Polluters know what they’re doing
“It took me three months. But what I learned not only scared me and filled me with sadness for the future of our species and our planet, it infused me with a fury which I find hard to describe.
“Because the very people poisoning our atmosphere – the fossil fuel industry – know exactly what they are doing. They have known about the effects of burning fossil fuels since an Exxon scientist in 1981 revealed the truth in a report that rocked his company.
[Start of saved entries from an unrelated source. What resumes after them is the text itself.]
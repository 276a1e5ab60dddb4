use chrono::{DateTime, Utc};

use crate::export::ExportPaths;
use crate::utils::format::pad_display;
use crate::{Config, RankedResult};

pub const HEADER_LABELS: [&str; 7] = [
    "Address",
    "Sent",
    "Recv",
    "Loss",
    "Avg Delay",
    "Speed (MB/s)",
    "Colo",
];

/// Column widths when every printed address fits in 15 characters
const NARROW_WIDTHS: [usize; 7] = [18, 8, 8, 8, 10, 15, 6];
/// Column widths once a long (usually IPv6) address shows up
const WIDE_WIDTHS: [usize; 7] = [42, 8, 8, 8, 10, 15, 6];

const NARROW_ADDRESS_LEN: usize = 15;

fn format_line<S: AsRef<str>>(cells: &[S], widths: &[usize; 7]) -> String {
    let mut line = String::new();
    for (cell, width) in cells.iter().zip(widths) {
        line.push_str(&pad_display(cell.as_ref(), *width));
    }
    line.truncate(line.trim_end().len());
    line.push('\n');
    line
}

/// Render the first `print_num` results as a fixed-width table.
///
/// Returns None when there is nothing to show.
pub fn render(results: &[RankedResult], print_num: usize) -> Option<String> {
    if print_num == 0 || results.is_empty() {
        return None;
    }

    let count = print_num.min(results.len());
    let rows: Vec<[String; 7]> = results[..count].iter().map(RankedResult::to_row).collect();

    let widths = if rows.iter().any(|row| row[0].len() > NARROW_ADDRESS_LEN) {
        &WIDE_WIDTHS
    } else {
        &NARROW_WIDTHS
    };

    let mut table = format_line(&HEADER_LABELS, widths);
    for row in &rows {
        table.push_str(&format_line(row, widths));
    }
    Some(table)
}

/// Full console output: the timestamped table plus the note naming the
/// written CSV, or the informational line when there is nothing to show.
///
/// Returns None when console output is disabled.
pub fn render_report(
    results: &[RankedResult],
    config: &Config,
    exported: Option<&ExportPaths>,
    now: DateTime<Utc>,
) -> Option<String> {
    if config.no_print() {
        return None;
    }
    if results.is_empty() {
        return Some("\n[info] No complete results, skipping output.\n".to_string());
    }

    let table = render(results, config.print_num)?;
    let mut report = format!("Start: {}\n\n{table}", now.format("%Y-%m-%d %H:%M:%S UTC"));
    if let Some(paths) = exported {
        report.push_str(&format!(
            "\nFull results written to {} (open with any text editor or spreadsheet).\n",
            paths.table.display()
        ));
    }
    Some(report)
}

/// Print the result table to stdout.
pub fn print_results(results: &[RankedResult], config: &Config, exported: Option<&ExportPaths>) {
    if let Some(report) = render_report(results, config, exported, Utc::now()) {
        print!("{report}");
    }
}
use indexmap::IndexMap;
use tracing::debug;

use crate::RankedResult;

/// Bucket results by colocation code.
///
/// Buckets appear in the order their code is first seen and keep the input
/// order inside each bucket.
pub fn group_by_colo(results: &[RankedResult]) -> IndexMap<&str, Vec<&RankedResult>> {
    let mut colos: IndexMap<&str, Vec<&RankedResult>> = IndexMap::new();
    for result in results {
        colos.entry(result.colo()).or_default().push(result);
    }
    colos
}

/// Keep at most `limit` results per colocation, concatenating buckets in
/// first-seen order.
pub fn cap_per_colo(results: &[RankedResult], limit: usize) -> Vec<RankedResult> {
    let colos = group_by_colo(results);
    let bucket_count = colos.len();

    let limited: Vec<RankedResult> = colos
        .into_values()
        .flat_map(|bucket| bucket.into_iter().take(limit))
        .cloned()
        .collect();

    debug!(
        "Capped {} results in {} colos to {} (limit {})",
        results.len(),
        bucket_count,
        limited.len(),
        limit
    );
    limited
}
“The more I discovered, the more alarmed I became and realised this was something I had to write about. But I’m a crime thriller writer. And I didn’t want to preach to my readers or bombard them with endless figures and scary predictions. So how to write about this? That was the question with which I found myself wrestling.
“Eventually, I decided that, instead of dealing directly with climate change, I would write a classic thriller, set in my home country. But I would also set it 30 years from now in a world which has been transformed by a changing climate.”
Social media has a lot to answer for
May spoke quietly, but the throb in his voice testified to his strength of feeling. One moment, he was despairing about the glut of conspiracy theories on social media, be it anti-vaxxers, climate change deniers and others who probably thought the X Files was a documentary series. But, in the next breath, he was admitting that nobody has a monopoly on the truth or the power to predict what’s coming with exact precision.
As he said: “I was born in 1951, and I’ve set A Winter Grave in 2051, so were I to live that long, which is unlikely, I would be 100. But if I’m not around, there will be nobody to tell me whether I got it right or wrong.”
The troubling aspect is that May has a predilection for forecasting accuracy of which Nostradamus would be envious. When he offered the manuscript for Lockdown to his publishers in 2005, it remained the mere germ of an idea and yet he was on the money, although he obviously wishes that the book had never seen the light of day.
He said: “When I originally wrote Lockdown, no matter how well researched or accurate the dystopian picture it painted was, no one could identify with it back then.
We look at what might happen
“Sadly, now everyone can. It has become our common experience, something we have all seen at first hand. And isn’t that what writers are supposed to do – describe and explore the human condition, the world we experience as a human race?
“I don’t claim the prescience that my writing history might suggest. But my interest in medical and scientific subjects, and the detailed research I have done for my books, sometimes puts me a little ahead of the curve.”
One of the most notable features in modern Scottish crime writing is that May and his contemporaries, including Ian Rankin, Chris Brookmyre and Val McDermid, are all dissecting larger issues than murders and mysteries. In that regard, we have to hope that the collapse of society, as described in his new work, doesn’t materialise.
As he said: “I don’t claim my prediction for 2051 will come to pass, only that it might. Many scientists believe we have already passed the tipping point, beyond which there will be no going back for our planet or our species.
“I take the view that, if we take drastic action now, it might not yet be too late.”
A Winter Grave is published by riverrun this month.